Dataset records section start

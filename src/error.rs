//! Custom error types for budget-insights
//!
//! This module defines the error hierarchy for the engine and its ambient
//! layers using thiserror for ergonomic error definitions.

use thiserror::Error;

use crate::models::{Period, TransactionKind};

/// The main error type for budget-insights operations
#[derive(Error, Debug)]
pub enum InsightsError {
    /// Configuration-related errors
    #[error("Configuration error: {0}")]
    Config(String),

    /// File I/O errors
    #[error("I/O error: {0}")]
    Io(String),

    /// JSON serialization/deserialization errors
    #[error("JSON error: {0}")]
    Json(String),

    /// YAML serialization/deserialization errors
    #[error("YAML error: {0}")]
    Yaml(String),

    /// CSV writing errors
    #[error("CSV error: {0}")]
    Csv(String),

    /// Validation errors for data models
    #[error("Validation error: {0}")]
    Validation(String),

    /// Entity not found errors
    #[error("{entity_type} not found: {identifier}")]
    NotFound {
        entity_type: &'static str,
        identifier: String,
    },

    /// A date or period string could not be turned into a period
    #[error("Invalid period: {0}")]
    InvalidPeriod(String),

    /// Trend window must hold at least one period
    #[error("Invalid trend window size: {0} (must be at least 1)")]
    InvalidWindow(usize),

    /// Trend target period has no activity in the supplied history
    #[error("Period {0} is not present in the activity history")]
    PeriodNotInHistory(Period),

    /// A row references a category of the other kind
    #[error("{entity_type} is {found} but category '{category}' is {expected}")]
    KindMismatch {
        entity_type: &'static str,
        category: String,
        expected: TransactionKind,
        found: TransactionKind,
    },

    /// Storage (ledger snapshot) errors
    #[error("Storage error: {0}")]
    Storage(String),

    /// Export errors
    #[error("Export error: {0}")]
    Export(String),
}

impl InsightsError {
    /// Create a "not found" error for categories
    pub fn category_not_found(identifier: impl Into<String>) -> Self {
        Self::NotFound {
            entity_type: "Category",
            identifier: identifier.into(),
        }
    }

    /// Create a "not found" error for users
    pub fn user_not_found(identifier: impl Into<String>) -> Self {
        Self::NotFound {
            entity_type: "User",
            identifier: identifier.into(),
        }
    }

    /// Check if this is a "not found" error
    pub fn is_not_found(&self) -> bool {
        matches!(self, Self::NotFound { .. })
    }

    /// Check if this is an input-consistency fault raised by the engine
    pub fn is_input_consistency(&self) -> bool {
        matches!(
            self,
            Self::NotFound { .. }
                | Self::InvalidPeriod(_)
                | Self::InvalidWindow(_)
                | Self::PeriodNotInHistory(_)
                | Self::KindMismatch { .. }
        )
    }
}

// Implement From traits for common error types

impl From<std::io::Error> for InsightsError {
    fn from(err: std::io::Error) -> Self {
        Self::Io(err.to_string())
    }
}

impl From<serde_json::Error> for InsightsError {
    fn from(err: serde_json::Error) -> Self {
        Self::Json(err.to_string())
    }
}

impl From<serde_yaml::Error> for InsightsError {
    fn from(err: serde_yaml::Error) -> Self {
        Self::Yaml(err.to_string())
    }
}

impl From<csv::Error> for InsightsError {
    fn from(err: csv::Error) -> Self {
        Self::Csv(err.to_string())
    }
}

/// Result type alias for budget-insights operations
pub type InsightsResult<T> = Result<T, InsightsError>;
//! File I/O utilities for ledger snapshots
//!
//! Reads JSON or YAML documents and writes them atomically, so a failed save
//! never leaves a half-written snapshot behind.

use std::fs::{self, File};
use std::io::{BufReader, BufWriter, Write};
use std::path::Path;

use serde::{de::DeserializeOwned, Serialize};

use crate::error::{InsightsError, InsightsResult};

/// Document formats a snapshot can be stored in
#[derive(Debug, Clone, Copy, PartialEq, Eq)]
pub enum DocumentFormat {
    Json,
    Yaml,
}

impl DocumentFormat {
    /// Pick the format from a file extension (`.json`, `.yaml`, `.yml`)
    pub fn from_path(path: &Path) -> InsightsResult<Self> {
        let ext = path
            .extension()
            .and_then(|e| e.to_str())
            .map(|e| e.to_ascii_lowercase());

        match ext.as_deref() {
            Some("json") => Ok(Self::Json),
            Some("yaml") | Some("yml") => Ok(Self::Yaml),
            _ => Err(InsightsError::Storage(format!(
                "Unsupported ledger file type: {} (expected .json, .yaml or .yml)",
                path.display()
            ))),
        }
    }
}

fn open_required(path: &Path) -> InsightsResult<BufReader<File>> {
    if !path.exists() {
        return Err(InsightsError::Storage(format!(
            "File not found: {}",
            path.display()
        )));
    }

    let file = File::open(path)
        .map_err(|e| InsightsError::Storage(format!("Failed to open {}: {}", path.display(), e)))?;

    Ok(BufReader::new(file))
}

/// Read a JSON or YAML document, choosing the parser from the extension.
///
/// A missing file is an error.
pub fn read_document<T, P>(path: P) -> InsightsResult<T>
where
    T: DeserializeOwned,
    P: AsRef<Path>,
{
    let path = path.as_ref();
    let format = DocumentFormat::from_path(path)?;
    let reader = open_required(path)?;

    match format {
        DocumentFormat::Json => serde_json::from_reader(reader).map_err(|e| {
            InsightsError::Storage(format!("Failed to parse {}: {}", path.display(), e))
        }),
        DocumentFormat::Yaml => serde_yaml::from_reader(reader).map_err(|e| {
            InsightsError::Storage(format!("Failed to parse {}: {}", path.display(), e))
        }),
    }
}

/// Write a document atomically (write to temp, then rename)
pub fn write_document_atomic<T, P>(path: P, data: &T) -> InsightsResult<()>
where
    T: Serialize,
    P: AsRef<Path>,
{
    let path = path.as_ref();
    let format = DocumentFormat::from_path(path)?;

    if let Some(parent) = path.parent() {
        fs::create_dir_all(parent).map_err(|e| {
            InsightsError::Storage(format!(
                "Failed to create directory {}: {}",
                parent.display(),
                e
            ))
        })?;
    }

    // Same directory as the target so the rename stays on one filesystem
    let mut temp_name = path.as_os_str().to_owned();
    temp_name.push(".tmp");
    let temp_path = std::path::PathBuf::from(temp_name);

    let file = File::create(&temp_path)
        .map_err(|e| InsightsError::Storage(format!("Failed to create temp file: {}", e)))?;

    let mut writer = BufWriter::new(file);
    match format {
        DocumentFormat::Json => serde_json::to_writer_pretty(&mut writer, data)
            .map_err(|e| InsightsError::Storage(format!("Failed to serialize data: {}", e)))?,
        DocumentFormat::Yaml => serde_yaml::to_writer(&mut writer, data)
            .map_err(|e| InsightsError::Storage(format!("Failed to serialize data: {}", e)))?,
    }

    writer
        .flush()
        .map_err(|e| InsightsError::Storage(format!("Failed to flush data: {}", e)))?;

    writer
        .get_ref()
        .sync_all()
        .map_err(|e| InsightsError::Storage(format!("Failed to sync data: {}", e)))?;

    fs::rename(&temp_path, path).map_err(|e| {
        let _ = fs::remove_file(&temp_path);
        InsightsError::Storage(format!("Failed to rename temp file: {}", e))
    })?;

    Ok(())
}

Dataset records section end

Problem requirements: Search the listing for "expected" and show every line where it occurs.

Answer section:
    #[error("{entity_type} is {found} but category '{category}' is {expected}")]
        expected: TransactionKind,
                "Unsupported ledger file type: {} (expected .json, .yaml or .yml)",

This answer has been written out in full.